もし、他のルータDから(20.0.0.0,2)というアップデートを受信すると、こちらのホップ数がルーティングテーブル上のものより小さいので、次のようにルーティングテーブルが書き換わります。
ネットワーク | ネクストホップ | メトリック(ホップ数) |
10.0.0.0/8 | ルータA | 2 |
20.0.0.0/8 | ルータD | 2 |
30.0.0.0/8 | ルータA | 3 |
そして、最後に3つ目のパターンを考えます。ルータAから(10.0.0.0,3)というアップデートを受け取ったときを考えます。すでに10.0.0.0はルーティングテーブル上にあるので、ネクストホップアドレスを比べると同じアドレスです。ルーティングテーブル上のエントリのネクストホップアドレスと、受信したアップデートのネクストホップアドレスが同一の場合はホップ数に関係なく、次のようなルーティングテーブルになります。

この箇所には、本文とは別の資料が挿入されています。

//! # Time Source Adapters
//!
//! `SystemClock` for production, `ManualClock` for deterministic tests.

use crate::ports::outbound::TimeSource;
use registry_types::Timestamp;
use std::sync::atomic::{AtomicU64, Ordering};
use std::time::{SystemTime, UNIX_EPOCH};

/// Wall-clock time source.
#[derive(Clone, Copy, Debug, Default)]
pub struct SystemClock;

impl TimeSource for SystemClock {
    fn now(&self) -> Timestamp {
        SystemTime::now()
            .duration_since(UNIX_EPOCH)
            .map(|d| d.as_secs())
            .unwrap_or_default()
    }
}

/// Manually advanced time source for tests.
#[derive(Debug, Default)]
pub struct ManualClock {
    now: AtomicU64,
}

impl ManualClock {
    /// Creates a clock frozen at `now`.
    #[must_use]
    pub fn new(now: Timestamp) -> Self {
        Self {
            now: AtomicU64::new(now),
        }
    }

    /// Sets the current time.
    pub fn set(&self, now: Timestamp) {
        self.now.store(now, Ordering::SeqCst);
    }

    /// Advances the current time by `seconds`.
    pub fn advance(&self, seconds: u64) {
        self.now.fetch_add(seconds, Ordering::SeqCst);
    }
}

impl TimeSource for ManualClock {
    fn now(&self) -> Timestamp {
        self.now.load(Ordering::SeqCst)
    }
}

// =============================================================================
// TESTS
// =============================================================================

ネットワーク | ネクストホップ | メトリック(ホップ数) |
10.0.0.0/8 | ルータA | 3 |
20.0.0.0/8 | ルータD | 2 |
30.0.0.0/8 | ルータA | 3 |
以前に教えてもらったネクストホップ(ルータ)からの情報は正しいものだろうという仮定に基づいて、このような動作を行っています。しかし、この動作はルーティングループが発生する主な要因となってしまいます。